1. Issue of visas and irregular border crossings
The main question referred by the national courts was how the tolerated entry of the applicants by Member State authorities was to be interpreted under the visa-criterion (Art. 12) and the irregular border crossing-criterion (Art. 13) of the Dublin III Regulation. To answer the first question, the Court referred to the definition of visa in Art. 2 m Dublin III Regulation. According to the definition, a visa is an “authorisation or decision of a Member State (...) required for entry for an intended stay“. The Court concluded from this wording that the definition of a visa means that an act formally adopted by a national authority is required and that the mere tolerance of an entry would not be sufficient. The Court convincingly added that a visa was required for the “purpose of enabling the admission” and that it was not identical with the admission itself (para 48 Jafari).

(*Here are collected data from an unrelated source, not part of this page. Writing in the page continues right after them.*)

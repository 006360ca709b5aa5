use approx::assert_abs_diff_eq;
use rand::rngs::StdRng;
use rand::{Rng, SeedableRng};
use rand_chacha::ChaCha8Rng;

use rusty_iznn::error::IznnError;
use rusty_iznn::gene::{ConnectionGene, NeuronPreset, NodeGene};
use rusty_iznn::genome::{Genome, GenomeConfig};
use rusty_iznn::network::Network;
use rusty_iznn::neuron::Input;
use rusty_iznn::sampler::GenomeSampler;

fn run(network: &mut Network, inputs: &[Vec<f64>], dt: f64) -> Vec<Vec<f64>> {
    inputs
        .iter()
        .map(|values| {
            network.set_inputs(values).unwrap();
            network.advance(dt).unwrap()
        })
        .collect()
}

fn random_inputs<R: Rng>(num_steps: usize, num_inputs: usize, rng: &mut R) -> Vec<Vec<f64>> {
    (0..num_steps)
        .map(|_| (0..num_inputs).map(|_| rng.gen_range(0.0..20.0)).collect())
        .collect()
}

#[test]
fn test_single_neuron_at_rest() {
    let mut genome = Genome::new();
    genome.add_node(0, NodeGene::new(0.0, 0.02, 0.20, -65.0, 8.00));
    let config = GenomeConfig::new(vec![], vec![0], 1.0);

    let mut network = Network::create(&genome, &config).unwrap();
    let outputs = network.advance(0.05).unwrap();

    let neuron = network.neuron(0).unwrap();
    assert_eq!(outputs, vec![0.0]);
    assert_abs_diff_eq!(neuron.v(), -65.1496, epsilon = 1e-4);
    assert_abs_diff_eq!(neuron.u(), -13.00003, epsilon = 1e-5);
}

#[test]
fn test_pruning_disabled_input() {
    let mut genome = Genome::new();
    genome.add_node(0, NodeGene::from_preset(0.0, NeuronPreset::RegularSpiking));
    genome.add_connection(ConnectionGene::new(-1, 0, 1.0, true));
    genome.add_connection(ConnectionGene::new(-2, 0, 1.0, false));
    let config = GenomeConfig::new(vec![-1, -2], vec![0], 1.0);

    let network = Network::create(&genome, &config).unwrap();
    assert_eq!(network.num_neurons(), 1);
    assert_eq!(network.neuron(0).unwrap().inputs(), &[Input::new(-1, 1.0)]);
}

#[test]
fn test_recurrent_sources_lag_one_step() {
    // 0 and 1 excite each other, only 0 is driven by the input
    let mut genome = Genome::new();
    genome.add_node(0, NodeGene::from_preset(0.0, NeuronPreset::RegularSpiking));
    genome.add_node(1, NodeGene::from_preset(0.0, NeuronPreset::RegularSpiking));
    genome.add_connection(ConnectionGene::new(-1, 0, 1.0, true));
    genome.add_connection(ConnectionGene::new(1, 0, 10_000.0, true));
    genome.add_connection(ConnectionGene::new(0, 1, 10_000.0, true));
    let config = GenomeConfig::new(vec![-1], vec![0, 1], 1.0);

    let mut network = Network::create(&genome, &config).unwrap();
    network.set_inputs(&[10_000.0]).unwrap();
    assert_eq!(network.advance(0.05).unwrap(), vec![1.0, 0.0]);
    assert_eq!(network.advance(0.05).unwrap(), vec![1.0, 1.0]);

    network.set_inputs(&[0.0]).unwrap();
    assert_eq!(network.advance(0.05).unwrap(), vec![1.0, 1.0]);
}

#[test]
fn test_invalid_input_count() {
    let sampler = GenomeSampler::new(3, 1, 2, 10, (-1.0, 1.0), NeuronPreset::RegularSpiking).unwrap();
    let genome = sampler.sample(&mut StdRng::seed_from_u64(0));
    let mut network = Network::create(&genome, &sampler.config(1.0)).unwrap();

    network.set_inputs(&[1.0, 2.0, 3.0]).unwrap();
    assert_eq!(
        network.set_inputs(&[4.0, 5.0]),
        Err(IznnError::InputCountMismatch {
            expected: 3,
            found: 2
        })
    );
    assert_eq!(network.input_value(-1), Some(1.0));
    assert_eq!(network.input_value(-2), Some(2.0));
    assert_eq!(network.input_value(-3), Some(3.0));
}

#[test]
fn test_determinism() {
    let mut rng = ChaCha8Rng::seed_from_u64(2024);
    let sampler = GenomeSampler::new(4, 3, 12, 80, (-20.0, 20.0), NeuronPreset::RegularSpiking)
        .unwrap()
        .with_bias((0.0, 5.0))
        .unwrap()
        .with_param_noise(0.05)
        .unwrap()
        .with_enabled_rate(0.8)
        .unwrap();
    let config = sampler.config(0.5);

    for _ in 0..5 {
        let genome = sampler.sample(&mut rng);
        let inputs = random_inputs(1_000, 4, &mut rng);

        let mut n1 = Network::create(&genome, &config).unwrap();
        let mut n2 = Network::create(&genome.clone(), &config).unwrap();
        let o1 = run(&mut n1, &inputs, 0.05);
        let o2 = run(&mut n2, &inputs, 0.05);
        assert_eq!(o1, o2);
        assert_eq!(n1, n2);

        // a reset network replays the same outputs
        n1.reset();
        assert_eq!(run(&mut n1, &inputs, 0.05), o1);
    }
}

#[test]
fn test_unstable_networks_do_not_fail() {
    let mut rng = ChaCha8Rng::seed_from_u64(13);
    let sampler = GenomeSampler::new(2, 2, 6, 40, (-1e6, 1e6), NeuronPreset::Chattering)
        .unwrap()
        .with_bias((-1e3, 1e3))
        .unwrap()
        .with_param_noise(0.5)
        .unwrap();
    let config = sampler.config(0.5);

    for _ in 0..10 {
        let genome = sampler.sample(&mut rng);
        let mut network = Network::create(&genome, &config).unwrap();
        let inputs = random_inputs(500, 2, &mut rng)
            .into_iter()
            .map(|values| values.into_iter().map(|v| v * 1e200).collect())
            .collect::<Vec<Vec<f64>>>();

        for outputs in run(&mut network, &inputs, 0.05) {
            assert!(outputs.iter().all(|&o| o == 0.0 || o == 1.0));
        }
        for (_, neuron) in network.neurons_iter() {
            assert!(neuron.v().is_finite());
            assert!(neuron.u().is_finite());
        }
    }
}

#[test]
fn test_genome_file_to_network() {
    let dir = tempfile::tempdir().unwrap();
    let sampler = GenomeSampler::new(2, 2, 3, 15, (-10.0, 10.0), NeuronPreset::FastSpiking).unwrap();
    let genome = sampler.sample(&mut StdRng::seed_from_u64(5));
    let config = sampler.config(0.5);

    genome.save_to(dir.path().join("genome.json")).unwrap();
    config.save_to(dir.path().join("config.json")).unwrap();
    let loaded_genome = Genome::load_from(dir.path().join("genome.json")).unwrap();
    let loaded_config = GenomeConfig::load_from(dir.path().join("config.json")).unwrap();

    let network = Network::create(&loaded_genome, &loaded_config).unwrap();
    assert_eq!(network.output_keys(), &[0, 1]);
    assert_eq!(network.input_keys(), &[-1, -2]);
}
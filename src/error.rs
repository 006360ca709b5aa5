//! Error module for the Rusty IZNN library.
use std::error::Error;
use std::fmt;

use crate::gene::NodeKey;

/// Error types for the library.
#[derive(Debug, PartialEq)]
pub enum IznnError {
    /// Error for a number of input values that does not match the number of declared input keys.
    InputCountMismatch { expected: usize, found: usize },
    /// Error for a neuron input whose source is neither a neuron nor a bound input value.
    MissingInputBinding(NodeKey),
    /// Error for a node required by the phenotype but absent from the genome.
    MissingNodeGene(NodeKey),
    /// Error for invalid parameters
    InvalidParameter(String),
    /// Error for I/O operations.
    IOError(String),
}

impl fmt::Display for IznnError {
    fn fmt(&self, f: &mut fmt::Formatter) -> fmt::Result {
        match self {
            IznnError::InputCountMismatch { expected, found } => write!(
                f,
                "Input count mismatch: expected {} values, got {}",
                expected, found
            ),
            IznnError::MissingInputBinding(key) => {
                write!(f, "No neuron or input value bound to node {}", key)
            }
            IznnError::MissingNodeGene(key) => write!(f, "Node {} not found in the genome", key),
            IznnError::InvalidParameter(e) => write!(f, "Invalid parameters: {}", e),
            IznnError::IOError(e) => write!(f, "I/O error: {}", e),
        }
    }
}

impl Error for IznnError {}

impl From<std::io::Error> for IznnError {
    fn from(e: std::io::Error) -> Self {
        IznnError::IOError(e.to_string())
    }
}

impl From<serde_json::Error> for IznnError {
    fn from(e: serde_json::Error) -> Self {
        IznnError::IOError(e.to_string())
    }
}
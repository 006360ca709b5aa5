//! Module for sampling random genomes.
//!
//! # Examples
//!
//! ```
//! use rand::rngs::StdRng;
//! use rand::SeedableRng;
//! use rusty_iznn::gene::NeuronPreset;
//! use rusty_iznn::network::Network;
//! use rusty_iznn::sampler::GenomeSampler;
//!
//! let mut rng = StdRng::seed_from_u64(42);
//! let sampler = GenomeSampler::new(3, 2, 5, 20, (-10.0, 10.0), NeuronPreset::RegularSpiking).unwrap();
//! let genome = sampler.sample(&mut rng);
//! let network = Network::create(&genome, &sampler.config(0.5)).unwrap();
//! assert!(network.num_neurons() >= 2);
//! ```
use rand::distributions::{Distribution, Uniform};
use rand::Rng;
use rand_distr::Normal;

use crate::error::IznnError;
use crate::gene::{ConnectionGene, NeuronPreset, NodeGene, NodeKey};
use crate::genome::{Genome, GenomeConfig};

/// Bound on the absolute value of the weight and bias limits.
pub const MAX_LIMIT: f64 = f64::MAX / 4.0;

/// A distribution of genomes with a fixed number of inputs, outputs and hidden nodes.
///
/// Input keys are `-1, -2, ...`, output keys `0, 1, ...` and hidden keys follow the output keys.
/// Node parameters are those of a preset, multiplied by `1 + e` with `e` normally distributed.
#[derive(Debug, Clone)]
pub struct GenomeSampler {
    num_inputs: usize,
    num_outputs: usize,
    num_hidden: usize,
    num_connections: usize,
    weight_dist: Uniform<f64>,
    bias_dist: Uniform<f64>,
    preset: NeuronPreset,
    param_noise: Normal<f64>,
    enabled_rate: f64,
}

impl GenomeSampler {
    /// Create a new sampler without bias, parameter noise, or disabled connections.
    pub fn new(
        num_inputs: usize,
        num_outputs: usize,
        num_hidden: usize,
        num_connections: usize,
        lim_weights: (f64, f64),
        preset: NeuronPreset,
    ) -> Result<Self, IznnError> {
        if num_outputs == 0 {
            return Err(IznnError::InvalidParameter(
                "The number of outputs must be positive.".to_string(),
            ));
        }

        Ok(GenomeSampler {
            num_inputs,
            num_outputs,
            num_hidden,
            num_connections,
            weight_dist: Self::uniform(lim_weights, "weight")?,
            bias_dist: Self::uniform((0.0, 0.0), "bias")?,
            preset,
            param_noise: Self::normal(0.0)?,
            enabled_rate: 1.0,
        })
    }

    /// Set the range of the node biases.
    pub fn with_bias(mut self, lim_bias: (f64, f64)) -> Result<Self, IznnError> {
        self.bias_dist = Self::uniform(lim_bias, "bias")?;
        Ok(self)
    }

    /// Set the (relative) standard deviation of the node parameters around the preset.
    pub fn with_param_noise(mut self, std_dev: f64) -> Result<Self, IznnError> {
        self.param_noise = Self::normal(std_dev)?;
        Ok(self)
    }

    /// Set the probability of a connection to be enabled.
    pub fn with_enabled_rate(mut self, enabled_rate: f64) -> Result<Self, IznnError> {
        if !(0.0..=1.0).contains(&enabled_rate) {
            return Err(IznnError::InvalidParameter(
                "The enabled rate must be a probability.".to_string(),
            ));
        }
        self.enabled_rate = enabled_rate;
        Ok(self)
    }

    // `Uniform::new_inclusive` panics if the scaled range overflows, and sampling computes `lo - (hi - lo)`.
    fn uniform((lo, hi): (f64, f64), name: &str) -> Result<Uniform<f64>, IznnError> {
        if !(lo.abs() <= MAX_LIMIT && hi.abs() <= MAX_LIMIT) {
            return Err(IznnError::InvalidParameter(format!(
                "The {name} range [{lo}, {hi}] must lie within [-{MAX_LIMIT:e}, {MAX_LIMIT:e}]."
            )));
        }
        if lo > hi {
            return Err(IznnError::InvalidParameter(format!(
                "The minimum {name} must be less than the maximum {name}."
            )));
        }
        Ok(Uniform::new_inclusive(lo, hi))
    }

    fn normal(std_dev: f64) -> Result<Normal<f64>, IznnError> {
        if std_dev < 0.0 {
            return Err(IznnError::InvalidParameter(
                "The parameter noise must be non-negative.".to_string(),
            ));
        }
        Normal::new(0.0, std_dev).map_err(|e| IznnError::InvalidParameter(e.to_string()))
    }

    /// The ordered input keys of the sampled genomes.
    pub fn input_keys(&self) -> Vec<NodeKey> {
        (1..=self.num_inputs as NodeKey).map(|i| -i).collect()
    }

    /// The ordered output keys of the sampled genomes.
    pub fn output_keys(&self) -> Vec<NodeKey> {
        (0..self.num_outputs as NodeKey).collect()
    }

    /// The keys of the hidden nodes of the sampled genomes.
    pub fn hidden_keys(&self) -> Vec<NodeKey> {
        let start = self.num_outputs as NodeKey;
        (start..start + self.num_hidden as NodeKey).collect()
    }

    /// The genome configuration matching the sampled genomes.
    pub fn config(&self, compatibility_weight_coefficient: f64) -> GenomeConfig {
        GenomeConfig::new(
            self.input_keys(),
            self.output_keys(),
            compatibility_weight_coefficient,
        )
    }

    /// Sample a genome from the distribution.
    /// Connections drawn twice with the same endpoints are merged, hence the genome may hold fewer connections than
    /// requested.
    pub fn sample<R: Rng>(&self, rng: &mut R) -> Genome {
        let mut genome = Genome::new();

        let (a, b, c, d) = self.preset.params();
        let targets: Vec<NodeKey> = self
            .output_keys()
            .into_iter()
            .chain(self.hidden_keys())
            .collect();
        let sources: Vec<NodeKey> = self
            .input_keys()
            .into_iter()
            .chain(targets.iter().copied())
            .collect();

        for &key in targets.iter() {
            let gene = NodeGene::new(
                self.bias_dist.sample(rng),
                a * (1.0 + self.param_noise.sample(rng)),
                b * (1.0 + self.param_noise.sample(rng)),
                c * (1.0 + self.param_noise.sample(rng)),
                d * (1.0 + self.param_noise.sample(rng)),
            );
            genome.add_node(key, gene);
        }

        for _ in 0..self.num_connections {
            let source = sources[rng.gen_range(0..sources.len())];
            let target = targets[rng.gen_range(0..targets.len())];
            let enabled = rng.gen_bool(self.enabled_rate);
            genome.add_connection(ConnectionGene::new(
                source,
                target,
                self.weight_dist.sample(rng),
                enabled,
            ));
        }

        genome
    }
}
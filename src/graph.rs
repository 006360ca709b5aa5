//! Graph utilities on the connections of a genome.

use itertools::Itertools;
use std::collections::{BTreeSet, HashMap, HashSet, VecDeque};

use crate::gene::{ConnectionGene, NodeKey};

/// Returns the keys of the nodes required to compute the outputs, i.e., the output keys together with every node
/// having a path of enabled connections to some output.
/// The search walks the connections backward from the outputs. Input keys are never part of the result unless they
/// are outputs themselves.
pub fn required_for_output(
    input_keys: &[NodeKey],
    output_keys: &[NodeKey],
    connections: &[ConnectionGene],
) -> BTreeSet<NodeKey> {
    let inputs: HashSet<NodeKey> = input_keys.iter().copied().collect();
    let predecessors: HashMap<NodeKey, Vec<NodeKey>> = connections
        .iter()
        .filter(|connection| connection.enabled)
        .map(|connection| (connection.target, connection.source))
        .into_group_map();

    let mut required: BTreeSet<NodeKey> = output_keys.iter().copied().collect();
    let mut visited: HashSet<NodeKey> = output_keys.iter().copied().collect();
    let mut queue: VecDeque<NodeKey> = output_keys.iter().copied().collect();

    while let Some(target) = queue.pop_front() {
        for &source in predecessors.get(&target).into_iter().flatten() {
            if visited.insert(source) {
                if !inputs.contains(&source) {
                    required.insert(source);
                }
                queue.push_back(source);
            }
        }
    }

    required
}
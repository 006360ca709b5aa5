//! Module implementing the network of Izhikevich neurons, i.e., the phenotype of a genome.

use itertools::Itertools;
use serde::Serialize;
use std::collections::{BTreeMap, HashMap};

use crate::error::IznnError;
use crate::gene::NodeKey;
use crate::genome::{Genome, GenomeConfig};
use crate::graph::required_for_output;
use crate::neuron::{Input, Neuron};
use crate::TIME_STEP_MSEC;

/// A spiking neural network, i.e., a collection of neurons indexed by key, together with the ordered keys of its
/// inputs and outputs.
#[derive(Debug, PartialEq, Clone, Serialize)]
pub struct Network {
    neurons: BTreeMap<NodeKey, Neuron>,
    input_keys: Vec<NodeKey>,
    output_keys: Vec<NodeKey>,
    input_values: HashMap<NodeKey, f64>,
}

impl Network {
    /// Create a new network from its neurons and its ordered input and output keys.
    /// Returns an error if some output key has no neuron.
    pub fn new(
        neurons: BTreeMap<NodeKey, Neuron>,
        input_keys: Vec<NodeKey>,
        output_keys: Vec<NodeKey>,
    ) -> Result<Self, IznnError> {
        if let Some(key) = output_keys.iter().find(|&key| !neurons.contains_key(key)) {
            return Err(IznnError::InvalidParameter(format!(
                "Output {} has no neuron",
                key
            )));
        }

        Ok(Network {
            neurons,
            input_keys,
            output_keys,
            input_values: HashMap::new(),
        })
    }

    /// Build the phenotype of a genome.
    ///
    /// Only the nodes required to compute the outputs are expressed. Each neuron receives the enabled connections
    /// targeting it, in the order they appear in the genome.
    pub fn create(genome: &Genome, config: &GenomeConfig) -> Result<Self, IznnError> {
        let required = required_for_output(
            &config.input_keys,
            &config.output_keys,
            genome.connections(),
        );

        let mut node_inputs: HashMap<NodeKey, Vec<Input>> = genome
            .connections()
            .iter()
            .filter(|connection| connection.enabled)
            .filter(|connection| {
                required.contains(&connection.source) || required.contains(&connection.target)
            })
            .map(|connection| {
                (
                    connection.target,
                    Input::new(connection.source, connection.weight),
                )
            })
            .into_group_map();

        let neurons = required
            .iter()
            .map(|&key| -> Result<(NodeKey, Neuron), IznnError> {
                let gene = genome.node(key).ok_or(IznnError::MissingNodeGene(key))?;
                let inputs = node_inputs.remove(&key).unwrap_or_default();
                Ok((key, Neuron::from_gene(gene, inputs)))
            })
            .collect::<Result<BTreeMap<NodeKey, Neuron>, IznnError>>()?;

        log::debug!(
            "Phenotype expresses {} of {} nodes and {} of {} connections",
            neurons.len(),
            genome.num_nodes(),
            neurons.values().map(Neuron::num_inputs).sum::<usize>(),
            genome.num_connections()
        );

        Network::new(
            neurons,
            config.input_keys.clone(),
            config.output_keys.clone(),
        )
    }

    /// Assign the input values, in the order of the input keys.
    /// Returns an error, without modifying the current input values, if the number of values does not match the
    /// number of input keys.
    pub fn set_inputs(&mut self, values: &[f64]) -> Result<(), IznnError> {
        if values.len() != self.input_keys.len() {
            return Err(IznnError::InputCountMismatch {
                expected: self.input_keys.len(),
                found: values.len(),
            });
        }

        for (&key, &value) in self.input_keys.iter().zip(values) {
            self.input_values.insert(key, value);
        }
        Ok(())
    }

    /// Reset all neurons to their initial state.
    /// The input values are kept.
    pub fn reset(&mut self) {
        self.neurons.values_mut().for_each(Neuron::reset);
    }

    /// Returns the simulation time step (in milliseconds).
    pub fn time_step_msec(&self) -> f64 {
        TIME_STEP_MSEC
    }

    /// Advance the simulation time by the given time step (in milliseconds) and returns the outputs, i.e., whether
    /// each output neuron fired (1.0) or not (0.0), in the order of the output keys.
    ///
    /// All input currents are computed from the state reached at the end of the previous step before any neuron is
    /// updated. Returns an error, without modifying the network, if some neuron input is neither a neuron nor a
    /// network input with an assigned value.
    pub fn advance(&mut self, dt_msec: f64) -> Result<Vec<f64>, IznnError> {
        let currents = self
            .neurons
            .values()
            .map(|neuron| self.input_current(neuron))
            .collect::<Result<Vec<f64>, IznnError>>()?;

        for (neuron, current) in self.neurons.values_mut().zip(currents) {
            neuron.set_current(current);
            neuron.advance(dt_msec);
        }

        Ok(self.outputs())
    }

    // Returns the bias plus the weighted sum of the neuron inputs, accumulated in the order of the inputs.
    fn input_current(&self, neuron: &Neuron) -> Result<f64, IznnError> {
        neuron
            .inputs()
            .iter()
            .try_fold(neuron.bias(), |current, input| -> Result<f64, IznnError> {
                let value = match self.neurons.get(&input.source) {
                    Some(source) => source.fired(),
                    None => *self
                        .input_values
                        .get(&input.source)
                        .ok_or(IznnError::MissingInputBinding(input.source))?,
                };
                Ok(current + value * input.weight)
            })
    }

    /// Returns whether each output neuron fired during the last step, in the order of the output keys.
    pub fn outputs(&self) -> Vec<f64> {
        self.output_keys
            .iter()
            .map(|key| self.neurons.get(key).map_or(0.0, Neuron::fired))
            .collect()
    }

    /// A reference to a specific neuron in the network.
    /// Returns `None` if the neuron is not found.
    pub fn neuron(&self, key: NodeKey) -> Option<&Neuron> {
        self.neurons.get(&key)
    }

    /// An iterator over the neurons in the network, sorted by key.
    pub fn neurons_iter(&self) -> impl Iterator<Item = (&NodeKey, &Neuron)> + '_ {
        self.neurons.iter()
    }

    /// The number of neurons in the network.
    pub fn num_neurons(&self) -> usize {
        self.neurons.len()
    }

    /// The number of connections in the network.
    pub fn num_connections(&self) -> usize {
        self.neurons.values().map(Neuron::num_inputs).sum()
    }

    /// The ordered input keys, matching the values passed to `set_inputs`.
    pub fn input_keys(&self) -> &[NodeKey] {
        &self.input_keys
    }

    /// The ordered output keys, matching the values returned by `advance`.
    pub fn output_keys(&self) -> &[NodeKey] {
        &self.output_keys
    }

    /// Returns the value assigned to the given input, if any.
    pub fn input_value(&self, key: NodeKey) -> Option<f64> {
        self.input_values.get(&key).copied()
    }
}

The question whether a tolerated border-crossing could still be irregular was the more contentious one. The General Advocate, Eleanor Sharpston, had argued in her Opinion that the applicants in this concrete case were unlikely to have met the entry requirements and could not “therefore be regarded as having regularly crossed the external border”. Yet, she emphasised that a border crossing “not only tolerated” by a Member State but tacitly authorised and “actively facilitated” could not be interpreted as “irregular” in the “ordinary” sense of the word (para 176 Sharpston). Against this Opinion of the General Advocate, the Court argued, based on the usual meaning of irregular crossing, the crossing of a border without fulfilling the conditions imposed by the legislation applicable in the Member State in question, must necessarily be considered ‘irregular’. Derogation from these conditions based on humanitarian grounds could not apply in the respective cases since such derogation would only be applicable to the territory of the Member State concerned and not for all Member States.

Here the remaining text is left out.